======== Data records ========
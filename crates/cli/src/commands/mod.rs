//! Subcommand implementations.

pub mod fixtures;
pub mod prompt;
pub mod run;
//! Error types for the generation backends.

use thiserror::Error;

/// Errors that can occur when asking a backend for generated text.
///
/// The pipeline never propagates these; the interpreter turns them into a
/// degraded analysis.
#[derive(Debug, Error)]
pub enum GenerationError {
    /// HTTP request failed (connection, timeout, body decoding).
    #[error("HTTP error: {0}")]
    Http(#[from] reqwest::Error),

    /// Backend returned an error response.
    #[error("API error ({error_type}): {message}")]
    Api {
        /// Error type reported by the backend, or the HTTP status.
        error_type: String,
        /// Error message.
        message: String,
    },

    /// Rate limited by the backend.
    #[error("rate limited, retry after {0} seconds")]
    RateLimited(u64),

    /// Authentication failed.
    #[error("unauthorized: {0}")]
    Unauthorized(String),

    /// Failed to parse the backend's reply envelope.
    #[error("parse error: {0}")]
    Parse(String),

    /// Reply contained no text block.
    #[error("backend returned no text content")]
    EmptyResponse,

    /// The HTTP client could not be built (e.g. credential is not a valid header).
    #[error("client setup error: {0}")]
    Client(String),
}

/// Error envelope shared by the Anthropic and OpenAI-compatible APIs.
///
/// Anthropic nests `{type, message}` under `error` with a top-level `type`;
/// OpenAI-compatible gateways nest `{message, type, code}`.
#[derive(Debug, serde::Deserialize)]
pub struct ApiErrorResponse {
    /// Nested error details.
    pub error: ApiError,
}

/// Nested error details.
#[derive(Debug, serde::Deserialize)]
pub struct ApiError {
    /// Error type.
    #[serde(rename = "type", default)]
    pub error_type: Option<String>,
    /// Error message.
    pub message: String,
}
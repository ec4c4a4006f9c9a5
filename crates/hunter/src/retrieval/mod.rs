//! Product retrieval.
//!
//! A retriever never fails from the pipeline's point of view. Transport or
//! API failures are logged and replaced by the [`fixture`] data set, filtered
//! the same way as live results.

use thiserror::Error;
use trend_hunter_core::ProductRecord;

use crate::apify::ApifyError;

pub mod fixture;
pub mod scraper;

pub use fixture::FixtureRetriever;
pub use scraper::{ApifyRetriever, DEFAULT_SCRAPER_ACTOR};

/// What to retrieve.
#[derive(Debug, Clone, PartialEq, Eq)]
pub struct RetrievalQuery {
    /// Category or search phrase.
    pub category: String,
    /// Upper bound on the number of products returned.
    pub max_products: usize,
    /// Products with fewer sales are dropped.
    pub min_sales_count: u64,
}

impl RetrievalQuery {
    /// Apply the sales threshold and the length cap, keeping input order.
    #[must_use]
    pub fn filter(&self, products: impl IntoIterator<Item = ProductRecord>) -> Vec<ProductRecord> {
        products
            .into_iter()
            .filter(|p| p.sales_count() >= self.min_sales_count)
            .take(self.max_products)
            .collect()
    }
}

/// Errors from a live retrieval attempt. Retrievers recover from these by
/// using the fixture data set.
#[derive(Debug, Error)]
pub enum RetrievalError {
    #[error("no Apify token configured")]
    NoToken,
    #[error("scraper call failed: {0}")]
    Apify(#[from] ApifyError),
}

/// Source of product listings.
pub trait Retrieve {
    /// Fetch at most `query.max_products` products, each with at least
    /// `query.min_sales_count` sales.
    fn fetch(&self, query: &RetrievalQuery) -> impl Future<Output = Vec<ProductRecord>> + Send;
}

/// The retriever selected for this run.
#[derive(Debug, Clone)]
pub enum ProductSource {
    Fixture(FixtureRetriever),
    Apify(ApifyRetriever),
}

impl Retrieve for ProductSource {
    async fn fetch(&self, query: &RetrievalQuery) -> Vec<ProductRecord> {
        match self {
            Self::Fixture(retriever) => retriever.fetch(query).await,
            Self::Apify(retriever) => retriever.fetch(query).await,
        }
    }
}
========
Each line in the listing above that includes the word "scraper" needs to be copied out.

→ Task result
pub mod scraper;
pub use scraper::{ApifyRetriever, DEFAULT_SCRAPER_ACTOR};
    #[error("scraper call failed: {0}")]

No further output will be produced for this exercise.